短鎖脂肪酸(SCFA)の役割: 食事由来のSCFAは、CD8細胞の機能を調節することが知られており、15-HETEによる肺病態の緩和につながる可能性がある。
4. 炎症性疾患と食事の関連
炎症性腸疾患との関係: 15-HETEは腸と肺の連携を介して炎症性腸疾患や肺病態に影響を与える可能性があり、腸に関連する炎症を悪化させる食事(高脂肪食、加工食品など)が15-HETE経路を活性化するリスクが考えられる。
5. 今後の方向性
現在の研究では、15-HETEが誘導される具体的な食事成分や習慣についての直接的な議論は少ないが、腸-肺軸を介した炎症性経路の調節に食事が重要な役割を果たすことが示唆されている。

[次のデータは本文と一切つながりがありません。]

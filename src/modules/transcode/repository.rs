use async_trait::async_trait;
use uuid::Uuid;

use super::model::{JobStatus, NewTranscodeJob, TranscodeJob, TranscodeJobRow};
use crate::infrastructure::db::pool::DbPool;
use crate::ports::store::{JobStore, PersistenceError};

/// Postgres-backed job store. Owns the `transcode_jobs` rows; workers only
/// update status and diagnostics through `update_status`.
pub struct PgJobStore {
    pool: DbPool,
}

impl PgJobStore {
    pub fn new(pool: DbPool) -> Self {
        Self { pool }
    }
}

#[async_trait]
impl JobStore for PgJobStore {
    async fn create(&self, new_job: NewTranscodeJob) -> Result<TranscodeJob, PersistenceError> {
        let row = sqlx::query_as::<_, TranscodeJobRow>(
            r#"
            INSERT INTO transcode_jobs (id, video_id, status, requested_qualities)
            VALUES ($1, $2, $3, $4)
            RETURNING *
            "#,
        )
        .bind(Uuid::new_v4())
        .bind(new_job.video_id)
        .bind(JobStatus::Pending.as_str())
        .bind(&new_job.requested_qualities)
        .fetch_one(&self.pool)
        .await?;

        Ok(row.into())
    }

    async fn find_by_id(&self, id: Uuid) -> Result<Option<TranscodeJob>, PersistenceError> {
        let row = sqlx::query_as::<_, TranscodeJobRow>("SELECT * FROM transcode_jobs WHERE id = $1")
            .bind(id)
            .fetch_optional(&self.pool)
            .await?;

        Ok(row.map(Into::into))
    }

    async fn update_status(
        &self,
        id: Uuid,
        status: JobStatus,
        output_message: Option<&str>,
    ) -> Result<(), PersistenceError> {
        sqlx::query(
            r#"
            UPDATE transcode_jobs
            SET status = $2,
                output_message = COALESCE($3, output_message),
                updated_at = NOW()
            WHERE id = $1
            "#,
        )
        .bind(id)
        .bind(status.as_str())
        .bind(output_message)
        .execute(&self.pool)
        .await?;

        Ok(())
    }
}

腸内環境を改善する食事(例: 高繊維食や発酵食品など)が、15-HETEの生成やその影響を軽減する可能性がある。
まとめ
食事内容や習慣が15-HETEの生成やその作用に間接的に影響を与える可能性は高い。特に、高脂肪食、腸内細菌叢、炎症性腸疾患との関係が重要視されており、食事による腸内環境の改善がPH発症を抑制する潜在的な介入策となり得る。